[TASK ITEM]:
All lines holding the string "InvalidFormat" should be copied from the data below.

[TASK DATA]:
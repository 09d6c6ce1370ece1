//! Reading GISTEMP-shaped grid files.

use netcdf_parser::{read_grid_file, NetCdfError};
use obs_dataset::{plan_chunks, ArrayValues, DataKind};
use test_utils::{anomaly_value, temp_test_dir, write_grid_file, GridFileSpec};

#[test]
fn test_native_layout_preserved() {
    let dir = temp_test_dir();
    let path = dir.path().join("gistemp1200_GHCNv4_ERSSTv5.nc");
    let spec = GridFileSpec::small(2021, 3);
    write_grid_file(&path, &spec).unwrap();

    let ds = read_grid_file(&path, &["tempanomaly"]).unwrap();

    let dims: Vec<(&str, usize)> = ds.dims().iter().map(|d| (d.name.as_str(), d.size)).collect();
    assert_eq!(dims, vec![("time", 3), ("lat", 5), ("lon", 4), ("nv", 2)]);

    let var = ds.data_var("tempanomaly").unwrap();
    assert_eq!(var.dims, vec!["time", "lat", "lon"]);
    assert_eq!(var.units(), Some("K"));
    assert!(ds.data_var("time_bnds").is_some());
    assert_eq!(ds.attrs().get("title").map(String::as_str), Some("GISTEMP fixture"));
}

#[test]
fn test_packed_values_unpacked() {
    let dir = temp_test_dir();
    let path = dir.path().join("gistemp.nc");
    let mut spec = GridFileSpec::small(2021, 2);
    spec.fill_cells = vec![0];
    write_grid_file(&path, &spec).unwrap();

    let ds = read_grid_file(&path, &["tempanomaly"]).unwrap();
    let values = ds.data_var("tempanomaly").unwrap().values.to_f64_vec().unwrap();

    assert!(values[0].is_nan());
    // (t=1, y=2, x=3) sits at 1*20 + 2*4 + 3
    assert!((values[31] - anomaly_value(1, 2, 3)).abs() < 1e-9);
}

#[test]
fn test_element_types_follow_file() {
    let dir = temp_test_dir();
    let path = dir.path().join("gistemp.nc");
    write_grid_file(&path, &GridFileSpec::small(2021, 4)).unwrap();

    let ds = read_grid_file(&path, &["tempanomaly"]).unwrap();

    // short packed with a float scale_factor decodes to single precision
    let anomaly = ds.data_var("tempanomaly").unwrap();
    assert_eq!(anomaly.values.kind(), DataKind::Float32);
    assert_eq!(anomaly.values.item_size(), 4);
    assert_eq!(ds.data_var("time_bnds").unwrap().values.kind(), DataKind::Float64);
    assert_eq!(ds.coord("lat").unwrap().values.kind(), DataKind::Float64);

    // 4 × 5 × 4 cells at 4 bytes each
    let plan = plan_chunks(&ds, 1 << 20).unwrap();
    assert_eq!(plan.estimated_bytes(), 4 * 5 * 4 * 4);
}

#[test]
fn test_time_fill_value_is_format_error() {
    let dir = temp_test_dir();
    let path = dir.path().join("gistemp.nc");
    {
        let mut file = netcdf::create(&path).unwrap();
        file.add_dimension("time", 2).unwrap();
        let mut time = file.add_variable::<f64>("time", &["time"]).unwrap();
        time.put_attribute("units", "days since 1800-01-01").unwrap();
        time.put_values(&[80_000.0, 9.96921e36], ..).unwrap();
    }

    let err = read_grid_file(&path, &[]).unwrap_err();
    assert!(matches!(err, NetCdfError::InvalidFormat(msg) if msg.contains("time")));
}

#[test]
fn test_cf_time_decoded() {
    let dir = temp_test_dir();
    let path = dir.path().join("gistemp.nc");
    write_grid_file(&path, &GridFileSpec::small(2022, 13)).unwrap();

    let ds = read_grid_file(&path, &[]).unwrap();
    let time = ds.coord("time").unwrap();
    assert_eq!(time.values.kind(), DataKind::Time);
    match &time.values {
        ArrayValues::Time(t) => {
            assert_eq!(t[0].to_string(), "2022-01-15 00:00:00");
            assert_eq!(t[12].to_string(), "2023-01-15 00:00:00");
        }
        other => panic!("unexpected kind {}", other.kind()),
    }
}

#[test]
fn test_missing_required_variable() {
    let dir = temp_test_dir();
    let path = dir.path().join("gistemp.nc");
    write_grid_file(&path, &GridFileSpec::small(2022, 1)).unwrap();

    let err = read_grid_file(&path, &["tempanomaly", "sst"]).unwrap_err();
    assert!(matches!(err, NetCdfError::MissingData(msg) if msg.contains("sst")));
}

#[test]
fn test_descending_latitude_rejected() {
    let dir = temp_test_dir();
    let path = dir.path().join("gistemp.nc");
    let mut spec = GridFileSpec::small(2022, 1);
    spec.descending_lat = true;
    write_grid_file(&path, &spec).unwrap();

    let err = read_grid_file(&path, &["tempanomaly"]).unwrap_err();
    assert!(matches!(err, NetCdfError::InvalidFormat(msg) if msg.contains("lat")));
}

#[test]
fn test_not_a_netcdf_file() {
    let dir = temp_test_dir();
    let path = dir.path().join("broken.nc");
    std::fs::write(&path, b"definitely not netcdf").unwrap();

    assert!(matches!(
        read_grid_file(&path, &[]),
        Err(NetCdfError::InvalidFormat(_))
    ));
}

#[test]
fn test_missing_file() {
    let dir = temp_test_dir();
    assert!(matches!(
        read_grid_file(&dir.path().join("absent.nc"), &[]),
        Err(NetCdfError::IoError(_))
    ));
}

[EXPECTED ANSWER]:
    assert!(matches!(err, NetCdfError::InvalidFormat(msg) if msg.contains("time")));
    assert!(matches!(err, NetCdfError::InvalidFormat(msg) if msg.contains("lat")));
        Err(NetCdfError::InvalidFormat(_))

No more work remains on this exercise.